Below is some background information:
- The study was undertaken during the period 1993 - 1996 for the purpose of measuring pain responses in male infants undergoing circumcision. It was terminated early after several infants were severely traumatized. One infant vomited, went into shock, and stopped breathing for more than 25 seconds.
- Circumcision is not required to protect a newborn's mental or physical health. The official position of the Canadian Paediatric Society since 1975 has been that circumcision of newborns is not medically justified. The Alberta Health Care Insurance Plan dropped newborn circumcision from its list of insured services in 1987.
- The foreskin is a normal body part having specific functions. The law of the land does not allow physicians to remove normal body parts from vulnerable people who have nothing wrong with them. Dr. Margaret Somerville, Director of the Centre for Medicine, Ethics and Law at McGill University, sums up the legal status of infant male circumcision in these terms:
Physicians who undertake infant male circumcision could be legally liable for medical malpractice (civil liability in battery or negligence), which can result in an award of damages simply for carrying out the circumcision even if it was competently performed. They could also, as explained, be charged with criminal liability for assault.2
- In a landmark 1986 decision called Re Eve,3 the Supreme Court of Canada affirmed that parents can legally consent to surgery on their child if and only if the surgery is therapeutically required.
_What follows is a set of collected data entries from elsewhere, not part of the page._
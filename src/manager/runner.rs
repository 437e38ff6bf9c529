//! Sequential lifecycle driver for the links of one chain.
//!
//! These functions apply the status-code state machine to a slice of links.
//! The process manager uses them directly for non-forked chains, and every
//! fork worker runs the same execute loop on its private link clones.

use std::time::{Duration, Instant};

use crate::errors::{LinkError, Phase, RunError};
use crate::link::Link;
use crate::services::Services;
use crate::status::StatusCode;

/// How the initialize phase of a chain ended.
#[derive(Debug, Clone, Copy, PartialEq, Eq)]
pub struct InitOutcome {
    /// Success or SkipChain
    pub status: StatusCode,
    /// Number of leading links whose initialize was called
    pub initialized: usize,
}

/// How the execute phase of a chain ended.
#[derive(Debug, Clone, PartialEq, Eq)]
pub struct ExecuteOutcome {
    /// Success, SkipChain or BreakChain
    pub status: StatusCode,
    /// Number of leading links reached by any pass
    pub reached: usize,
    /// Restarts granted by RepeatChain
    pub repeats: u32,
    /// Time spent in execute per link, summed over passes; index-aligned
    /// with the chain's links
    pub link_durations: Vec<Duration>,
}

impl ExecuteOutcome {
    /// Outcome of a chain skipped during initialize.
    pub fn skipped() -> Self {
        Self {
            status: StatusCode::SkipChain,
            reached: 0,
            repeats: 0,
            link_durations: Vec::new(),
        }
    }
}

/// A chain that stopped with an error, and how far its execute phase got.
#[derive(Debug)]
pub struct ChainFailure {
    pub error: RunError,
    pub reached: usize,
    pub repeats: u32,
}

impl From<RunError> for ChainFailure {
    fn from(error: RunError) -> Self {
        Self {
            error,
            reached: 0,
            repeats: 0,
        }
    }
}

fn attribute(
    chain: &str,
    link: &dyn Link,
    phase: Phase,
    result: Result<StatusCode, LinkError>,
) -> Result<StatusCode, RunError> {
    result.map_err(|source| {
        tracing::error!(
            chain = %chain,
            link = %link.name(),
            %phase,
            error = %source,
            "link raised an error"
        );
        RunError::LinkFailed {
            chain: chain.to_string(),
            link: link.name().to_string(),
            phase,
            source,
        }
    })
}

fn returned_failure(chain: &str, link: &dyn Link, phase: Phase) -> RunError {
    tracing::error!(chain = %chain, link = %link.name(), %phase, "link returned Failure");
    RunError::LinkReturnedFailure {
        chain: chain.to_string(),
        link: link.name().to_string(),
        phase,
    }
}

fn invalid_status(chain: &str, link: &dyn Link, phase: Phase, status: StatusCode) -> RunError {
    tracing::error!(
        chain = %chain,
        link = %link.name(),
        %phase,
        %status,
        "link returned a status not allowed here"
    );
    RunError::InvalidStatus {
        chain: chain.to_string(),
        link: link.name().to_string(),
        phase,
        status,
    }
}

/// Initialize every link in declared order.
///
/// Stops at the first link that asks to skip the chain; later links are then
/// not initialized.
pub fn initialize_links(
    chain: &str,
    links: &mut [Box<dyn Link>],
    services: &mut Services,
) -> Result<InitOutcome, RunError> {
    for (idx, link) in links.iter_mut().enumerate() {
        tracing::debug!(chain = %chain, link = %link.name(), "initializing link");
        let result = link.initialize(services);
        let status = attribute(chain, link.as_ref(), Phase::Initialize, result)?;
        match status {
            StatusCode::Success => {}
            StatusCode::SkipChain => {
                tracing::info!(
                    chain = %chain,
                    link = %link.name(),
                    "chain skipped during initialize"
                );
                return Ok(InitOutcome {
                    status: StatusCode::SkipChain,
                    initialized: idx + 1,
                });
            }
            StatusCode::Failure => {
                return Err(returned_failure(chain, link.as_ref(), Phase::Initialize));
            }
            other => {
                return Err(invalid_status(chain, link.as_ref(), Phase::Initialize, other));
            }
        }
    }
    Ok(InitOutcome {
        status: StatusCode::Success,
        initialized: links.len(),
    })
}

/// Execute the links in declared order until one returns a non-Success
/// signal, restarting from the first link on RepeatChain.
///
/// More than `repeat_limit` restarts fail with `RepeatLimitExceeded`.
pub fn execute_links(
    chain: &str,
    links: &mut [Box<dyn Link>],
    services: &mut Services,
    repeat_limit: u32,
) -> Result<ExecuteOutcome, ChainFailure> {
    let mut repeats = 0u32;
    let mut reached = 0usize;
    let mut link_durations = vec![Duration::ZERO; links.len()];

    loop {
        let mut status = StatusCode::Success;

        for (idx, link) in links.iter_mut().enumerate() {
            reached = reached.max(idx + 1);
            tracing::debug!(chain = %chain, link = %link.name(), "executing link");
            let started = Instant::now();
            let result = link.execute(services);
            link_durations[idx] += started.elapsed();

            let error = match attribute(chain, link.as_ref(), Phase::Execute, result) {
                Ok(StatusCode::Success) => continue,
                Ok(StatusCode::Failure) => {
                    returned_failure(chain, link.as_ref(), Phase::Execute)
                }
                Ok(StatusCode::Undefined) => {
                    invalid_status(chain, link.as_ref(), Phase::Execute, StatusCode::Undefined)
                }
                Ok(signal) => {
                    tracing::debug!(
                        chain = %chain,
                        link = %link.name(),
                        status = %signal,
                        "link ended the pass"
                    );
                    status = signal;
                    break;
                }
                Err(e) => e,
            };
            return Err(ChainFailure {
                error,
                reached,
                repeats,
            });
        }

        if !status.is_repeat_chain() {
            return Ok(ExecuteOutcome {
                status,
                reached,
                repeats,
                link_durations,
            });
        }

        if repeats >= repeat_limit {
            tracing::error!(chain = %chain, limit = repeat_limit, "repeat limit exceeded");
            return Err(ChainFailure {
                error: RunError::RepeatLimitExceeded {
                    chain: chain.to_string(),
                    limit: repeat_limit,
                },
                reached,
                repeats,
            });
        }
        repeats += 1;
        tracing::debug!(chain = %chain, repeat = repeats, "repeating chain");
    }
}

/// Finalize the links selected by `select`, in declared order.
///
/// A failing finalize does not stop the pass: the remaining links are still
/// finalized and the first error is returned at the end.
pub fn finalize_links(
    chain: &str,
    links: &mut [Box<dyn Link>],
    services: &mut Services,
    select: impl Fn(&dyn Link) -> bool,
) -> Result<(), RunError> {
    let mut first_error = None;

    for link in links.iter_mut() {
        if !select(link.as_ref()) {
            continue;
        }
        tracing::debug!(chain = %chain, link = %link.name(), "finalizing link");
        let result = link.finalize(services);
        let outcome = match attribute(chain, link.as_ref(), Phase::Finalize, result) {
            Ok(StatusCode::Success) => Ok(()),
            Ok(StatusCode::Failure) => Err(returned_failure(chain, link.as_ref(), Phase::Finalize)),
            Ok(other) => Err(invalid_status(chain, link.as_ref(), Phase::Finalize, other)),
            Err(e) => Err(e),
        };
        if let Err(e) = outcome {
            first_error.get_or_insert(e);
        }
    }

    match first_error {
        Some(e) => Err(e),
        None => Ok(()),
    }
}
Routine infant circumcision is by definition non-therapeutic, since it is performed on healthy newborns.
- The courts have ruled that when obtaining consent for non-therapeutic medical research, investigators must disclose the risks fully and completely. Failure to disclose even remote risks can result in legal liability, as was illustrated in a case involving the Jewish General Hospital in Montreal.4 In that case, the hospital's research ethics review committee was held to have been negligent in its review of a research protocol after one of the subjects died from a rare complication. The remote risk that this complication could occur and cause death had not been disclosed in the informed consent form which the research ethics review committee had approved. As is evident from the enclosed document entitled Complications of Newborn Circumcision, a wide range of serious complications from circumcision have been reported in the medical literature. If one of the infants enrolled in the University of Alberta study develops or has already developed a serious complication, and the possibility that this complication could occur was not disclosed in the consent form approved by the University's Research Ethics Board, then the University could be vulnerable to lawsuits.
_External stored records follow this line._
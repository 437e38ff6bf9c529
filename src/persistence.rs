//! Snapshot and restore of keyed stores to named slots.
//!
//! A slot is a filesystem path holding the store as a JSON object. Restoring
//! always produces a fresh store; it never merges into an existing one.

use crate::errors::PersistenceError;
use crate::store::KeyedStore;
use std::fs;
use std::io::{BufReader, BufWriter, Write};
use std::path::Path;

/// Serialize `store` into `slot`, replacing any previous snapshot.
pub fn persist(store: &KeyedStore, slot: &Path) -> Result<(), PersistenceError> {
    let io_err = |source| PersistenceError::Io {
        path: slot.to_path_buf(),
        source,
    };

    if let Some(parent) = slot.parent().filter(|p| !p.as_os_str().is_empty()) {
        fs::create_dir_all(parent).map_err(io_err)?;
    }

    let file = fs::File::create(slot).map_err(io_err)?;
    let mut writer = BufWriter::new(file);
    serde_json::to_writer_pretty(&mut writer, store).map_err(|e| PersistenceError::Io {
        path: slot.to_path_buf(),
        source: e.into(),
    })?;
    writer.flush().map_err(io_err)?;

    tracing::debug!(slot = %slot.display(), keys = store.len(), "persisted store");
    Ok(())
}

/// Deserialize the snapshot in `slot` into a new store.
pub fn restore(slot: &Path) -> Result<KeyedStore, PersistenceError> {
    let file = match fs::File::open(slot) {
        Ok(f) => f,
        Err(e) if e.kind() == std::io::ErrorKind::NotFound => {
            return Err(PersistenceError::NotFound {
                path: slot.to_path_buf(),
            });
        }
        Err(source) => {
            return Err(PersistenceError::Io {
                path: slot.to_path_buf(),
                source,
            });
        }
    };

    let store: KeyedStore =
        serde_json::from_reader(BufReader::new(file)).map_err(|source| {
            PersistenceError::Corrupt {
                path: slot.to_path_buf(),
                source,
            }
        })?;

    tracing::debug!(slot = %slot.display(), keys = store.len(), "restored store");
    Ok(store)
}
- Other people besides myself have expressed concern about this study. For instance, Mr. Bob Rechner, Alberta Children's Advocate, said in a letter dated April 16, 1998 that he found the material I sent him "most interesting and disturbing." Mr. Alex Neve, Secretary General of Amnesty International Canada, indicated in a letter dated July 18, 2000 that he thought the study should be reviewed.
- I have written to the following people at the University of Alberta in connection with this matter: Dr. Janice Lander, principal author of the study; Dr. Donald Morrish, Chair of the Research Ethics Board that approved the study; and Dr. Roderick Fraser, President of the University. Dr. Lander did not reply to any of the letters I sent her. Dr. Morrish responded to only two letters of the seven I sent him. He did not answer my questions and ignored requests for further information. Dr. Fraser decided that Dr. Morrish had responded to my letters appropriately and declared the matter closed in a letter dated December 15, 2000.
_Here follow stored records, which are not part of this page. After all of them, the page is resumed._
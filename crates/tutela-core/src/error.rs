//! Error types for the Tutela platform

use thiserror::Error;

#[derive(Error, Debug)]
pub enum TutelaError {
    #[error("Entity not found: {entity_type} with id {id}")]
    NotFound { entity_type: String, id: String },

    #[error("Permission denied: {action} on {resource}")]
    PermissionDenied { action: String, resource: String },

    #[error("Duplicate {entity_type}: {value}")]
    NotUnique { entity_type: String, value: String },

    #[error("Domain rule violation: {message}")]
    ModelViolation { message: String },

    #[error("Invalid input: {message}")]
    InvalidInput { message: String },

    #[error("Database error: {message}")]
    DatabaseError { message: String },

    #[error("Configuration error: {message}")]
    ConfigError { message: String },

    #[error("Internal error: {message}")]
    Internal { message: String },
}

impl TutelaError {
    pub fn not_found(entity_type: impl Into<String>, id: impl Into<String>) -> Self {
        Self::NotFound {
            entity_type: entity_type.into(),
            id: id.into(),
        }
    }

    pub fn permission_denied(action: impl Into<String>, resource: impl Into<String>) -> Self {
        Self::PermissionDenied {
            action: action.into(),
            resource: resource.into(),
        }
    }

    pub fn not_unique(entity_type: impl Into<String>, value: impl Into<String>) -> Self {
        Self::NotUnique {
            entity_type: entity_type.into(),
            value: value.into(),
        }
    }

    pub fn model_violation(message: impl Into<String>) -> Self {
        Self::ModelViolation {
            message: message.into(),
        }
    }

    pub fn invalid_input(message: impl Into<String>) -> Self {
        Self::InvalidInput {
            message: message.into(),
        }
    }

    pub fn database_error(message: impl Into<String>) -> Self {
        Self::DatabaseError {
            message: message.into(),
        }
    }

    pub fn config_error(message: impl Into<String>) -> Self {
        Self::ConfigError {
            message: message.into(),
        }
    }

    pub fn internal_error(message: impl Into<String>) -> Self {
        Self::Internal {
            message: message.into(),
        }
    }

    /// True if this is an authorization failure (the caller lacks rights),
    /// as opposed to a missing entity or a domain rule violation.
    pub fn is_permission_denied(&self) -> bool {
        matches!(self, Self::PermissionDenied { .. })
    }

    pub fn is_not_found(&self) -> bool {
        matches!(self, Self::NotFound { .. })
    }

    pub fn is_not_unique(&self) -> bool {
        matches!(self, Self::NotUnique { .. })
    }

    pub fn is_model_violation(&self) -> bool {
        matches!(self, Self::ModelViolation { .. })
    }
}

impl From<config::ConfigError> for TutelaError {
    fn from(err: config::ConfigError) -> Self {
        Self::ConfigError {
            message: err.to_string(),
        }
    }
}

pub type Result<T> = std::result::Result<T, TutelaError>;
I enclose further background material:
- A CNN news report from December 1997 describing the study.
- Copies of my correspondence with people at the University of Alberta, as well as with Mr. Bob Rechner, Alberta Children's Advocate, and Mr. Alex Neve, Secretary General, Amnesty International Canada.
- Complications of Newborn Circumcision.
- A news release describing the filing of a lawsuit on December 19, 2000 by an 18-year-old in the United States against the physician who circumcised him in infancy and the hospital where he was circumcised. The plaintiff alleges that since his circumcision was not medically required, his parents' consent to the operation was legally ineffective.
In light of the above information, I would like to ask the following questions:
- Was the Board of Governors aware that this medical study was being conducted?
- Does the Board of Governors consider this study to be ethically and legally acceptable? If so, on what basis?
- Does the Board of Governors believe that this study should have been undertaken?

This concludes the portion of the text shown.